» **Instructions to follow**
Copy the records below verbatim, from the first line through the line containing "pub const DEFAULT_LISTEN_ADDR: &str", inclusive, and output nothing else.
>>>>>
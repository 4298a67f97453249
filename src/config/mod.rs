pub mod toml_config;

#[cfg(feature = "cli")]
use crate::adapters::ors::DEFAULT_ORS_ENDPOINT;
use crate::core::ConfigProvider;
use crate::utils::error::Result;
use crate::utils::validation;
#[cfg(feature = "cli")]
use crate::utils::validation::Validate;
#[cfg(feature = "cli")]
use clap::Parser;
#[cfg(feature = "cli")]
use std::path::PathBuf;

pub const API_KEY_ENV: &str = "ORS_API_KEY";
pub const API_KEY_PLACEHOLDER: &str = "YOUR_ORS_API_KEY";
pub const DEFAULT_LISTEN_ADDR: &str = "127.0.0.1:5000";

/// `ORS_API_KEY` from the environment, or the placeholder when unset.
pub fn default_api_key() -> String {
    std::env::var(API_KEY_ENV).unwrap_or_else(|_| API_KEY_PLACEHOLDER.to_string())
}

#[cfg(feature = "cli")]
#[derive(Debug, Clone, Parser)]
#[command(name = "school-route-relay")]
#[command(about = "Relays six school-run waypoints to OpenRouteService")]
pub struct CliConfig {
    #[arg(long, env = "RELAY_LISTEN_ADDR", default_value = DEFAULT_LISTEN_ADDR)]
    pub listen_addr: String,

    #[arg(long, env = "ORS_ENDPOINT", default_value = DEFAULT_ORS_ENDPOINT)]
    pub ors_endpoint: String,

    #[arg(long, env = API_KEY_ENV, default_value = API_KEY_PLACEHOLDER, hide_env_values = true)]
    pub api_key: String,

    #[arg(long, help = "Upstream request timeout in seconds (none by default)")]
    pub timeout_seconds: Option<u64>,

    #[arg(long, help = "Read settings from a TOML file instead of flags")]
    pub config: Option<PathBuf>,

    #[arg(long, help = "Enable verbose output")]
    pub verbose: bool,

    #[arg(long, help = "Emit logs as JSON lines")]
    pub json_logs: bool,
}

#[cfg(feature = "cli")]
impl ConfigProvider for CliConfig {
    fn listen_addr(&self) -> &str {
        &self.listen_addr
    }

    fn ors_endpoint(&self) -> &str {
        &self.ors_endpoint
    }

    fn api_key(&self) -> &str {
        &self.api_key
    }

    fn timeout_seconds(&self) -> Option<u64> {
        self.timeout_seconds
    }
}

#[cfg(feature = "cli")]
impl Validate for CliConfig {
    fn validate(&self) -> Result<()> {
        validate_provider(self)
    }
}

/// Checks shared by every [`ConfigProvider`].
pub fn validate_provider<C: ConfigProvider>(config: &C) -> Result<()> {
    validation::validate_socket_addr("listen_addr", config.listen_addr())?;
    validation::validate_url("ors_endpoint", config.ors_endpoint())?;
    validation::validate_non_empty_string("api_key", config.api_key())?;

    if let Some(timeout) = config.timeout_seconds() {
        validation::validate_range("timeout_seconds", timeout, 1, 300)?;
    }

    if config.api_key() == API_KEY_PLACEHOLDER {
        tracing::warn!(
            "{} is not set; upstream calls will be rejected until a real key is configured",
            API_KEY_ENV
        );
    }

    Ok(())
}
<<<<<
» **Output for this task**
repository 4298a67f97453249
filename src/config/mod.rs
pub mod toml_config;

#[cfg(feature = "cli")]
use crate::adapters::ors::DEFAULT_ORS_ENDPOINT;
use crate::core::ConfigProvider;
use crate::utils::error::Result;
use crate::utils::validation;
#[cfg(feature = "cli")]
use crate::utils::validation::Validate;
#[cfg(feature = "cli")]
use clap::Parser;
#[cfg(feature = "cli")]
use std::path::PathBuf;

pub const API_KEY_ENV: &str = "ORS_API_KEY";
pub const API_KEY_PLACEHOLDER: &str = "YOUR_ORS_API_KEY";
pub const DEFAULT_LISTEN_ADDR: &str = "127.0.0.1:5000";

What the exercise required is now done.